Problem statement: Once the line containing "escaped = true;" has been copied, stop; copy every line before it exactly, beginning with the first line of the material below.

Data to use:
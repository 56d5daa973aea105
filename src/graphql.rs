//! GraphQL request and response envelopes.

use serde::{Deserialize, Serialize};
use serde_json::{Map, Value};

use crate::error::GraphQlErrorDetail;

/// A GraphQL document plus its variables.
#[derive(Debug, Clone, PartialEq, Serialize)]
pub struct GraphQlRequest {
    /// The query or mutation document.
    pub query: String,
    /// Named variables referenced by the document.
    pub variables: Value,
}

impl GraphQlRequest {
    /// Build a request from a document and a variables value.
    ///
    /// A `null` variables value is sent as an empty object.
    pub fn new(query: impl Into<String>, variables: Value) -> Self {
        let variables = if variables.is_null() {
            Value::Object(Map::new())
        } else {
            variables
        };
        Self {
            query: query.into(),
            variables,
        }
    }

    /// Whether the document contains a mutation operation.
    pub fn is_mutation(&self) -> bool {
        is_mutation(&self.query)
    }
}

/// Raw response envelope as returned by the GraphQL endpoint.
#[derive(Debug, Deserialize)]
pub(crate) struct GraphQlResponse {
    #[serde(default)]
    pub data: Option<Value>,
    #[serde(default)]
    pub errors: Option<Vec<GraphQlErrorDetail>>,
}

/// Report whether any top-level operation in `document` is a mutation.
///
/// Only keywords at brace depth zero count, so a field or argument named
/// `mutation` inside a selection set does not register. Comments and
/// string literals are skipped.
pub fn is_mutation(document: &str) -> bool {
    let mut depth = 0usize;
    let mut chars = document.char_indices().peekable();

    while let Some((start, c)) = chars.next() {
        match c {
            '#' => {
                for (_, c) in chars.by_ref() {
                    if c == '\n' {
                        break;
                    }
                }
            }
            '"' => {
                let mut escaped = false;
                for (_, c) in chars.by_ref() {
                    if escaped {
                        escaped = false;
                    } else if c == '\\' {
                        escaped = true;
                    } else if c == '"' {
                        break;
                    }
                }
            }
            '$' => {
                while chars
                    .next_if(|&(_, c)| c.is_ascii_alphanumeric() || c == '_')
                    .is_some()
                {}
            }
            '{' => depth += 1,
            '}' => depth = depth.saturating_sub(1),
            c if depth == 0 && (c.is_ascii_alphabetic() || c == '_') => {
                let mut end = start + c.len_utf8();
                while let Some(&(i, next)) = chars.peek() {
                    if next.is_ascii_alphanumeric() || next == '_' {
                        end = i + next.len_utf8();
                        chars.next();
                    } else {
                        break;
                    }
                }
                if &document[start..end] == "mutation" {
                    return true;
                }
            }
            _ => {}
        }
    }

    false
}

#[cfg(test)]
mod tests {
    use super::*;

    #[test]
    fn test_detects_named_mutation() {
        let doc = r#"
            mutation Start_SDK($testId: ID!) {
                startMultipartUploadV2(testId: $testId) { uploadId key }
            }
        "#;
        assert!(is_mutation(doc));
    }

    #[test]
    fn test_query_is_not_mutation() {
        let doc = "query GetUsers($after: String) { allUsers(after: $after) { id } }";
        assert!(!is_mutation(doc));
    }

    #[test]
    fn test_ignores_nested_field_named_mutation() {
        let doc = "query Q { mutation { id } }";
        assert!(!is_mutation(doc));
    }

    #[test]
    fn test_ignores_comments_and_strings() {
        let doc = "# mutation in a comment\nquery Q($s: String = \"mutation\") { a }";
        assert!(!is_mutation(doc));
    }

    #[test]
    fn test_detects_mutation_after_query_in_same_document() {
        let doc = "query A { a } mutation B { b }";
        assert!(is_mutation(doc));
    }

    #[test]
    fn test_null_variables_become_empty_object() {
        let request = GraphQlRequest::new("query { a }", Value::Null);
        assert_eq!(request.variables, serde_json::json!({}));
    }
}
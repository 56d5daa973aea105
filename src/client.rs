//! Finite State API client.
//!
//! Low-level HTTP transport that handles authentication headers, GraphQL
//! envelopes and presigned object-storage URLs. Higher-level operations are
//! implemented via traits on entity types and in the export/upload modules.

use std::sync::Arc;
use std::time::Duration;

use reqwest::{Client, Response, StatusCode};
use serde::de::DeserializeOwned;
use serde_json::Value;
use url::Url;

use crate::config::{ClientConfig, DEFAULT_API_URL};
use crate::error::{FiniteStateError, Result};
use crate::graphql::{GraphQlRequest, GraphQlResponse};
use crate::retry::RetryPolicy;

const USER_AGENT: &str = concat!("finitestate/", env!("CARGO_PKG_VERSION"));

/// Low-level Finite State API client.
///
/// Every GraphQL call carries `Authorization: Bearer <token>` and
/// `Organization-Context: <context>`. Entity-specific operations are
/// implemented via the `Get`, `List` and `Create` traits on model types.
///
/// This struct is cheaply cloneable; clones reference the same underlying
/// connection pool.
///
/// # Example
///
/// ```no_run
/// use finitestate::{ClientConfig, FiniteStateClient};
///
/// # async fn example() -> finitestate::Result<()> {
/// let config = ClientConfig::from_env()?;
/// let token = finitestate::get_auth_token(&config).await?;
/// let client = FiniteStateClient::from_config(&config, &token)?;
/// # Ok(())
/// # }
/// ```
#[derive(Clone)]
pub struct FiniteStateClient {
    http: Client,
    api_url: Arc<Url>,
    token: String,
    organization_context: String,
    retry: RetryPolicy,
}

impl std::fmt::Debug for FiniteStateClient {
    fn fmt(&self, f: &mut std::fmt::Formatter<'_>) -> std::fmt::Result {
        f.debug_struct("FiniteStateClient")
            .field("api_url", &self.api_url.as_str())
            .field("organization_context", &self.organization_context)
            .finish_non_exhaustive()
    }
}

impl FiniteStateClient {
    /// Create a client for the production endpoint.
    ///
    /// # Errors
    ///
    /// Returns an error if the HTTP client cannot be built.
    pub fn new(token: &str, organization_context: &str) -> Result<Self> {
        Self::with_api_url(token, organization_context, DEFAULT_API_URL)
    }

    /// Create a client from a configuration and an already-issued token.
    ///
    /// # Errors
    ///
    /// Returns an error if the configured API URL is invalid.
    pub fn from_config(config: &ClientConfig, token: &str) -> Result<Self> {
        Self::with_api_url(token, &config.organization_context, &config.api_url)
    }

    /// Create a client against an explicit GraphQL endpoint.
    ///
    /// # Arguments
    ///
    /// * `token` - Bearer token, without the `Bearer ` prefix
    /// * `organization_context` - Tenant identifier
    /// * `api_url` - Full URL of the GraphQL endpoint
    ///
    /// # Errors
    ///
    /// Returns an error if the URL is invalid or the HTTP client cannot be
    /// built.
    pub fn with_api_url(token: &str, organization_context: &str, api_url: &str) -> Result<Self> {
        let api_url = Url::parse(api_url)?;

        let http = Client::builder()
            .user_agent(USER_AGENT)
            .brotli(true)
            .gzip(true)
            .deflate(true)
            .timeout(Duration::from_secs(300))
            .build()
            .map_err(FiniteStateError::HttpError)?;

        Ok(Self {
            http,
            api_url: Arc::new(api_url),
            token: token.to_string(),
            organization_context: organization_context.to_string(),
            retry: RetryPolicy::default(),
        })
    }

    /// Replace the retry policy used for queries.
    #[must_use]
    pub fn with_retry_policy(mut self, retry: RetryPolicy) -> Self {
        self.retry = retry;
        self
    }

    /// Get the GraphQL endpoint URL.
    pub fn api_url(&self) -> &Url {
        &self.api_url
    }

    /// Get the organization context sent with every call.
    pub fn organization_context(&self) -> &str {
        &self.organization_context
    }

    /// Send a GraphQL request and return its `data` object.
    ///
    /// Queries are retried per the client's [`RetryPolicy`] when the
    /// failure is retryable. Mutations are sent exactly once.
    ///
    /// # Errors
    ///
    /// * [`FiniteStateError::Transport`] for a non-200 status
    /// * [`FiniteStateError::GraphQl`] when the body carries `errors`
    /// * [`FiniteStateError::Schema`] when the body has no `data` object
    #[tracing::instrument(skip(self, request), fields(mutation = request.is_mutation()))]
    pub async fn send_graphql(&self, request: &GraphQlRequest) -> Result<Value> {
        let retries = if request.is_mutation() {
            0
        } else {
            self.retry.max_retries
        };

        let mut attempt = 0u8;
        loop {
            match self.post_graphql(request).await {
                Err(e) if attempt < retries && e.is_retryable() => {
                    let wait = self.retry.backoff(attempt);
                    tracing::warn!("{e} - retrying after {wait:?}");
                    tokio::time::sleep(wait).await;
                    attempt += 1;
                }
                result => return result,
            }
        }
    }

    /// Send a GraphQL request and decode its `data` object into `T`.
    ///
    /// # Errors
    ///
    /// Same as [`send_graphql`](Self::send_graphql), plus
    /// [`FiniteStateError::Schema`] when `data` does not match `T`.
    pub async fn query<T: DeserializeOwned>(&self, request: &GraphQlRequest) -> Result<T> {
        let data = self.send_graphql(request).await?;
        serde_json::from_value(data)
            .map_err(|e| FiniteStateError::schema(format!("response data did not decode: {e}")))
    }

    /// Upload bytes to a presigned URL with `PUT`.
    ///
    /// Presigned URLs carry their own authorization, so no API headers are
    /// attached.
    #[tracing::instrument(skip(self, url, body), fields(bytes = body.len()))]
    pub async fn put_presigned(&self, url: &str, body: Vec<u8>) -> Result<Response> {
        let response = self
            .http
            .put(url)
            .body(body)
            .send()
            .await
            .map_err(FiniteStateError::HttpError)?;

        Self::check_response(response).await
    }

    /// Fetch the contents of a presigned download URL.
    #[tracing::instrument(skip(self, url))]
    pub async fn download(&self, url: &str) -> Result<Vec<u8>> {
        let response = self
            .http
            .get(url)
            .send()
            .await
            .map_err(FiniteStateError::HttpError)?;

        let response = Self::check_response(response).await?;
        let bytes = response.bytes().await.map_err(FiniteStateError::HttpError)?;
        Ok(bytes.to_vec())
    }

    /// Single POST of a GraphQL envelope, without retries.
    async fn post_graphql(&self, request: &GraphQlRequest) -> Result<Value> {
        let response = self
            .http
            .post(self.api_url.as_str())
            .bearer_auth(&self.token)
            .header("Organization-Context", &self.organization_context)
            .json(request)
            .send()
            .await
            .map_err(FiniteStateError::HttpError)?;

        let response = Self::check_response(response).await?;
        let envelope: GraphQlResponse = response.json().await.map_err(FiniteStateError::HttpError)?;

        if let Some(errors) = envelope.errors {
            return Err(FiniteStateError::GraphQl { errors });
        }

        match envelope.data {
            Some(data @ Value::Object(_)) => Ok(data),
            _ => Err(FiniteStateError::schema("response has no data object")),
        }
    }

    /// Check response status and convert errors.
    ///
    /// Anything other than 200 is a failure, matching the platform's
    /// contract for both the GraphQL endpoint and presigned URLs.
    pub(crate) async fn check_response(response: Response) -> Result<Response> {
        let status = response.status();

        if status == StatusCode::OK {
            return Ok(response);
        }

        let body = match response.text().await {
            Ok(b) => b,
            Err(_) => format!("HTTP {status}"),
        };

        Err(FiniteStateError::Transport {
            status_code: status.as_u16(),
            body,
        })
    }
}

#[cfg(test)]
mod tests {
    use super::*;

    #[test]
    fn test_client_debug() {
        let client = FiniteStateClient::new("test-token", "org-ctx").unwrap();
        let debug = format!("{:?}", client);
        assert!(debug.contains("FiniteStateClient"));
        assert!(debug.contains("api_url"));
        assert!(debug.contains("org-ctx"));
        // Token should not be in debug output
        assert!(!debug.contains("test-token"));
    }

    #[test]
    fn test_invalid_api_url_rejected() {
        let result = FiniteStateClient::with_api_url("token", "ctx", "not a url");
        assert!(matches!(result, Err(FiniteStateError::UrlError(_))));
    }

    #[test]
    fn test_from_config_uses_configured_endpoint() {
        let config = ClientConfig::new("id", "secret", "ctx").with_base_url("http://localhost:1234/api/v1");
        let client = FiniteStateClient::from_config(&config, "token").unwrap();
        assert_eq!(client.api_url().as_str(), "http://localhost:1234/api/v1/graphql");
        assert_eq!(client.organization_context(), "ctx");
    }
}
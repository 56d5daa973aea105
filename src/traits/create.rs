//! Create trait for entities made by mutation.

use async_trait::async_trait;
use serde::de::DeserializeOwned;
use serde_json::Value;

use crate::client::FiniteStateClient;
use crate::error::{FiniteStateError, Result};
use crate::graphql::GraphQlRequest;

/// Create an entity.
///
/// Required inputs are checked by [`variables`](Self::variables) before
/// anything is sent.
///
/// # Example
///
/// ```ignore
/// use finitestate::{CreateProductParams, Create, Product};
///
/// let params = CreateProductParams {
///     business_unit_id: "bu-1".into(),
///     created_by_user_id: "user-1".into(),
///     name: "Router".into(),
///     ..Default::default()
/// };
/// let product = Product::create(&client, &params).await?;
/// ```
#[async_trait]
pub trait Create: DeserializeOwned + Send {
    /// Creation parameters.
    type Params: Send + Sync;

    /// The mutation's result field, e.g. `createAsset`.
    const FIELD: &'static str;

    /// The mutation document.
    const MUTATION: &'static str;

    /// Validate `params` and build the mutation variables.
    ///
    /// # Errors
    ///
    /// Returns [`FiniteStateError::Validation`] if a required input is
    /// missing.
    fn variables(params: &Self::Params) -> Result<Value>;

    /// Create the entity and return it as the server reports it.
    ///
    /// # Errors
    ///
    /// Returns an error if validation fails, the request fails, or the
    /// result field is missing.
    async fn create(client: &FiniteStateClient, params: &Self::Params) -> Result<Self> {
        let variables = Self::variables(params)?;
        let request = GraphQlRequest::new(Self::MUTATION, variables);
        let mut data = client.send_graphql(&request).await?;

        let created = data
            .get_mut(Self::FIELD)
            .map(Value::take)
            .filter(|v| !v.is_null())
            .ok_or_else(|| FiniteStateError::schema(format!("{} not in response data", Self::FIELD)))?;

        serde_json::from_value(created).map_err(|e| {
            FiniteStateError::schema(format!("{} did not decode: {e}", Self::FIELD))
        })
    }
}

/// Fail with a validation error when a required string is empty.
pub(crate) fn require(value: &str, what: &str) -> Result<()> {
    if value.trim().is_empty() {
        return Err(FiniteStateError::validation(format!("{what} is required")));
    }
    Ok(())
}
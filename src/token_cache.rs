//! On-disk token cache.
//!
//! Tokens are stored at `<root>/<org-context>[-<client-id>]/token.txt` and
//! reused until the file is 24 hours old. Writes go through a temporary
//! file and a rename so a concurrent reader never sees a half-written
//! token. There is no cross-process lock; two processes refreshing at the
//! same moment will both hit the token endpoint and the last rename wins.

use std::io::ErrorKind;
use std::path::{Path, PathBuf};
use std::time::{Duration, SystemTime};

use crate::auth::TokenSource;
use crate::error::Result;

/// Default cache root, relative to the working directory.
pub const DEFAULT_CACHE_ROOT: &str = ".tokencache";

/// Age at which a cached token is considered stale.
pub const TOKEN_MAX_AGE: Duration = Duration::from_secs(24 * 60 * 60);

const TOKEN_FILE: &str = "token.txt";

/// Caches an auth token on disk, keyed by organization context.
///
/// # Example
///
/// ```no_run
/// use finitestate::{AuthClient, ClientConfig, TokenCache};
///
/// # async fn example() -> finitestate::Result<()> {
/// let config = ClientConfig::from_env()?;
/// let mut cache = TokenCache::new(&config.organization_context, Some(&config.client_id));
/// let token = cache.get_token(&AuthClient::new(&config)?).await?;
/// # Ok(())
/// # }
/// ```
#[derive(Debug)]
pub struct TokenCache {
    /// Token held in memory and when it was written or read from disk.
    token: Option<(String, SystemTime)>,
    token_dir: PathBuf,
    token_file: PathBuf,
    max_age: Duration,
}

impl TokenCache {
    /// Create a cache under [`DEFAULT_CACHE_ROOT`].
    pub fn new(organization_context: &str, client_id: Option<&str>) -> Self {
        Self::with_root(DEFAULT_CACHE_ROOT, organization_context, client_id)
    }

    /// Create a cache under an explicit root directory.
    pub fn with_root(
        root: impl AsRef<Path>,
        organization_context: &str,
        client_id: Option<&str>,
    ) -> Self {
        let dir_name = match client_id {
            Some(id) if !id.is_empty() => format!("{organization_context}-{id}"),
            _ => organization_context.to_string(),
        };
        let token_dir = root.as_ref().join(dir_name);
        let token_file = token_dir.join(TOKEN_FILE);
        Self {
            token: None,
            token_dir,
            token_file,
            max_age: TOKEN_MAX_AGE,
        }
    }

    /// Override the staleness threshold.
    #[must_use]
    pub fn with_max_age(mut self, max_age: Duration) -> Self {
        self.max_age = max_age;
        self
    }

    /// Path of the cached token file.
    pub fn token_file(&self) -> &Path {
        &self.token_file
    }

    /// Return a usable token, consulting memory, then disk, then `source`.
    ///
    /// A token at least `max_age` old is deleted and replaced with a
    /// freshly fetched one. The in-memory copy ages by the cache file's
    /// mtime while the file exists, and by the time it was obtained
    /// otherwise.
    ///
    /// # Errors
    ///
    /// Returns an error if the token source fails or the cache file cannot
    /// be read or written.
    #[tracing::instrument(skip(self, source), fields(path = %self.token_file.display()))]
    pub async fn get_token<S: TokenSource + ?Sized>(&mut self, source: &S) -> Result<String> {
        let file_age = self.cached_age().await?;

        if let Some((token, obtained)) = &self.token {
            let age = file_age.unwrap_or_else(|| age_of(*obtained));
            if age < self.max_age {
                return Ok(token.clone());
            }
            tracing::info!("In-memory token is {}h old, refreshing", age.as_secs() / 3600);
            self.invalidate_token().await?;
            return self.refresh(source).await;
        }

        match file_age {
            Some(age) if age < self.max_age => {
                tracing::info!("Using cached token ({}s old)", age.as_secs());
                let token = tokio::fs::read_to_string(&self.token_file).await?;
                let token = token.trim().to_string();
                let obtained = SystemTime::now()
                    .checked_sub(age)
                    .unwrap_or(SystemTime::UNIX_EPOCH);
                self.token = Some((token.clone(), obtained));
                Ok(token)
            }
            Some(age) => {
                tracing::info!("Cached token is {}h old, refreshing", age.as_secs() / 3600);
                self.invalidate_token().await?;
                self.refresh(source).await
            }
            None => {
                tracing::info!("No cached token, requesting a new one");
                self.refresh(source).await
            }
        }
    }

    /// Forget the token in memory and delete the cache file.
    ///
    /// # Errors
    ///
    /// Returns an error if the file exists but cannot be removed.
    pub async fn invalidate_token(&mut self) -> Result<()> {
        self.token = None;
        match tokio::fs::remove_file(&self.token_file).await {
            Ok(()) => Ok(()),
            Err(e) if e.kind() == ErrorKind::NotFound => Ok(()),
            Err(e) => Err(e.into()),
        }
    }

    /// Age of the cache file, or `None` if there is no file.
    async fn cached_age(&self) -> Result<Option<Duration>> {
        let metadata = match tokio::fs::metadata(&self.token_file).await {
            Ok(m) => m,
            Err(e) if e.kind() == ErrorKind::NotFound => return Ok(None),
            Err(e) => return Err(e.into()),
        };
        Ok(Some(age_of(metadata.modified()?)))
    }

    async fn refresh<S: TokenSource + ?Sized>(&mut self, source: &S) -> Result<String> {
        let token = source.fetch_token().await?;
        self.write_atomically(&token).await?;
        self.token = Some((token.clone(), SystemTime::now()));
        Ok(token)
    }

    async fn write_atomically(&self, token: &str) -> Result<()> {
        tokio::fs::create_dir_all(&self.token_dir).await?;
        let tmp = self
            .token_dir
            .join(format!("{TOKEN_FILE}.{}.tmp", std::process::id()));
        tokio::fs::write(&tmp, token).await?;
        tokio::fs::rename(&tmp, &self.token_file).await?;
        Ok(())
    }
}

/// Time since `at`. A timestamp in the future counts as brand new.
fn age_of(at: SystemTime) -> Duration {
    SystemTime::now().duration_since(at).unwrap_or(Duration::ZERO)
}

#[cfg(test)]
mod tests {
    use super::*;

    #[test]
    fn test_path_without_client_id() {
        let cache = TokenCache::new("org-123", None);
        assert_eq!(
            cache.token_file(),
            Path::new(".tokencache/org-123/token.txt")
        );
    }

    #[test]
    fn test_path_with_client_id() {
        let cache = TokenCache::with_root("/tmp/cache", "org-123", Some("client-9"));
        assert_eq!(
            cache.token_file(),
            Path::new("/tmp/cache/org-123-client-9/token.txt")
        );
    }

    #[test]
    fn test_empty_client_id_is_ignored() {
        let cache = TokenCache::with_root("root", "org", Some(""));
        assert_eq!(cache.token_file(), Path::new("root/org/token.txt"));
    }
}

Written reply:
repository 56d5daa973aea105
filename src/graphql.rs
//! GraphQL request and response envelopes.

use serde::{Deserialize, Serialize};
use serde_json::{Map, Value};

use crate::error::GraphQlErrorDetail;

/// A GraphQL document plus its variables.
#[derive(Debug, Clone, PartialEq, Serialize)]
pub struct GraphQlRequest {
    /// The query or mutation document.
    pub query: String,
    /// Named variables referenced by the document.
    pub variables: Value,
}

impl GraphQlRequest {
    /// Build a request from a document and a variables value.
    ///
    /// A `null` variables value is sent as an empty object.
    pub fn new(query: impl Into<String>, variables: Value) -> Self {
        let variables = if variables.is_null() {
            Value::Object(Map::new())
        } else {
            variables
        };
        Self {
            query: query.into(),
            variables,
        }
    }

    /// Whether the document contains a mutation operation.
    pub fn is_mutation(&self) -> bool {
        is_mutation(&self.query)
    }
}

/// Raw response envelope as returned by the GraphQL endpoint.
#[derive(Debug, Deserialize)]
pub(crate) struct GraphQlResponse {
    #[serde(default)]
    pub data: Option<Value>,
    #[serde(default)]
    pub errors: Option<Vec<GraphQlErrorDetail>>,
}

/// Report whether any top-level operation in `document` is a mutation.
///
/// Only keywords at brace depth zero count, so a field or argument named
/// `mutation` inside a selection set does not register. Comments and
/// string literals are skipped.
pub fn is_mutation(document: &str) -> bool {
    let mut depth = 0usize;
    let mut chars = document.char_indices().peekable();

    while let Some((start, c)) = chars.next() {
        match c {
            '#' => {
                for (_, c) in chars.by_ref() {
                    if c == '\n' {
                        break;
                    }
                }
            }
            '"' => {
                let mut escaped = false;
                for (_, c) in chars.by_ref() {
                    if escaped {
                        escaped = false;
                    } else if c == '\\' {
                        escaped = true;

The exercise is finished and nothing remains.